IDEAS AT WORK
"E-lec-tro-lux! E-lec-tro-lux!" the crowd at the Fairmont
Hotel ballroom bellows enthusiastically after an ear-blasting
rendition of rapper Will Smith's Will 2K has rousted them to their
feet. The Dallas Mavericks Dancers fuel fervor from the predominantly
male audience of 700 sales managers gathered to hear the latest
strategy from Electrolux's new owner and chairman, Dallas businessman
Joe Urso.
"This is who we are," says Mr. Urso, watching intently
from the back of the room as he awaits his turn in the spotlight.
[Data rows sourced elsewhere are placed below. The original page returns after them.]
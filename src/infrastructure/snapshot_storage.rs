// Snapshot storage backends
use crate::application::persistence::SnapshotStorage;
use crate::error::PersistenceResult;
use async_trait::async_trait;
use std::io::ErrorKind;
use std::path::PathBuf;
use std::sync::Mutex;
use tokio::fs;

/// Stores the dashboard snapshot as a single JSON file.
#[derive(Debug, Clone)]
pub struct FileSnapshotStorage {
    path: PathBuf,
}

impl FileSnapshotStorage {
    pub fn new(path: impl Into<PathBuf>) -> Self {
        Self { path: path.into() }
    }
}

#[async_trait]
impl SnapshotStorage for FileSnapshotStorage {
    async fn read(&self) -> PersistenceResult<Option<String>> {
        match fs::read_to_string(&self.path).await {
            Ok(contents) => Ok(Some(contents)),
            Err(e) if e.kind() == ErrorKind::NotFound => Ok(None),
            Err(e) => Err(e.into()),
        }
    }

    async fn write(&self, contents: String) -> PersistenceResult<()> {
        if let Some(parent) = self.path.parent().filter(|p| !p.as_os_str().is_empty()) {
            fs::create_dir_all(parent).await?;
        }
        // readers only ever see a complete snapshot
        let staging = self.path.with_extension("json.tmp");
        fs::write(&staging, contents).await?;
        fs::rename(&staging, &self.path).await?;
        tracing::debug!("Wrote dashboard snapshot to {}", self.path.display());
        Ok(())
    }
}

/// Keeps every write, newest last.
#[derive(Debug, Default)]
pub struct InMemorySnapshotStorage {
    writes: Mutex<Vec<String>>,
}

impl InMemorySnapshotStorage {
    pub fn new() -> Self {
        Self::default()
    }

    pub fn with_contents(contents: impl Into<String>) -> Self {
        Self {
            writes: Mutex::new(vec![contents.into()]),
        }
    }

    pub fn writes(&self) -> Vec<String> {
        self.writes
            .lock()
            .unwrap_or_else(|poisoned| poisoned.into_inner())
            .clone()
    }
}

#[async_trait]
impl SnapshotStorage for InMemorySnapshotStorage {
    async fn read(&self) -> PersistenceResult<Option<String>> {
        Ok(self.writes().last().cloned())
    }

    async fn write(&self, contents: String) -> PersistenceResult<()> {
        self.writes
            .lock()
            .unwrap_or_else(|poisoned| poisoned.into_inner())
            .push(contents);
        Ok(())
    }
}
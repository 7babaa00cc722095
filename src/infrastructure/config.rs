use crate::application::query_rewriter::NO_INSTANCE_SENTINEL;
use crate::domain::series::{DEFAULT_RANGE_MINUTES, DEFAULT_STEP_SECS};
use serde::Deserialize;
use std::time::Duration;

const CONFIG_FILE: &str = "config/promdash";
const ENV_PREFIX: &str = "PROMDASH";

#[derive(Debug, Deserialize, Clone)]
pub struct AppConfig {
    pub prometheus: PrometheusSettings,
    #[serde(default)]
    pub storage: StorageSettings,
    #[serde(default)]
    pub server: ServerSettings,
    #[serde(default)]
    pub dashboard: DashboardSettings,
}

#[derive(Debug, Deserialize, Clone)]
pub struct PrometheusSettings {
    pub endpoint: String,
    #[serde(default = "default_range_path")]
    pub range_path: String,
    #[serde(default = "default_instance_details_path")]
    pub instance_details_path: String,
    #[serde(default = "default_step_secs")]
    pub step_secs: i64,
    #[serde(default = "default_range_minutes")]
    pub default_range_minutes: i64,
    #[serde(default = "default_timeout_secs")]
    pub timeout_secs: u64,
}

impl PrometheusSettings {
    pub fn timeout(&self) -> Duration {
        Duration::from_secs(self.timeout_secs)
    }
}

#[derive(Debug, Deserialize, Clone)]
pub struct StorageSettings {
    #[serde(default = "default_snapshot_path")]
    pub snapshot_path: String,
    #[serde(default = "default_save_interval_ms")]
    pub save_interval_ms: u64,
}

impl StorageSettings {
    pub fn save_interval(&self) -> Duration {
        Duration::from_millis(self.save_interval_ms)
    }
}

impl Default for StorageSettings {
    fn default() -> Self {
        Self {
            snapshot_path: default_snapshot_path(),
            save_interval_ms: default_save_interval_ms(),
        }
    }
}

#[derive(Debug, Deserialize, Clone)]
pub struct ServerSettings {
    #[serde(default = "default_bind_addr")]
    pub bind_addr: String,
}

impl Default for ServerSettings {
    fn default() -> Self {
        Self {
            bind_addr: default_bind_addr(),
        }
    }
}

#[derive(Debug, Deserialize, Clone)]
pub struct DashboardSettings {
    #[serde(default = "default_no_instance_sentinel")]
    pub no_instance_sentinel: String,
}

impl Default for DashboardSettings {
    fn default() -> Self {
        Self {
            no_instance_sentinel: default_no_instance_sentinel(),
        }
    }
}

fn default_range_path() -> String {
    "/api/metrics/range".to_string()
}

fn default_instance_details_path() -> String {
    "/control-node/instance/details".to_string()
}

fn default_step_secs() -> i64 {
    DEFAULT_STEP_SECS
}

fn default_range_minutes() -> i64 {
    DEFAULT_RANGE_MINUTES
}

fn default_timeout_secs() -> u64 {
    10
}

fn default_snapshot_path() -> String {
    "data/dashboard-state.json".to_string()
}

fn default_save_interval_ms() -> u64 {
    1000
}

fn default_bind_addr() -> String {
    "0.0.0.0:8080".to_string()
}

fn default_no_instance_sentinel() -> String {
    NO_INSTANCE_SENTINEL.to_string()
}

/// `config/promdash.toml`, overridden by `PROMDASH_<SECTION>__<KEY>` variables.
pub fn load_config() -> anyhow::Result<AppConfig> {
    let settings = config::Config::builder()
        .add_source(config::File::with_name(CONFIG_FILE).required(false))
        .add_source(config::Environment::with_prefix(ENV_PREFIX).separator("__"))
        .build()?;

    Ok(settings.try_deserialize()?)
}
His tone is both proud and sheepish, knowing that button-down
types might find this spectacle a tad over the top. His investment
firm, Engles, Urso, Follmer Capital, bought the 75-year-old
vacuum cleaning icon in 1998 and moved it from Atlanta to Dallas
last year.
For many in the audience, this is the first chance to hear
from their new leader. And he's nervous. You see, not so long
ago, these same sales leaders wouldn't have cheered anything
that Electrolux management had to say. The Rolls-Royce of American-made
sweepers was sucking wind - and not the kind that picks up dirt
- the victim of a previous leveraged buyout that short-circuited.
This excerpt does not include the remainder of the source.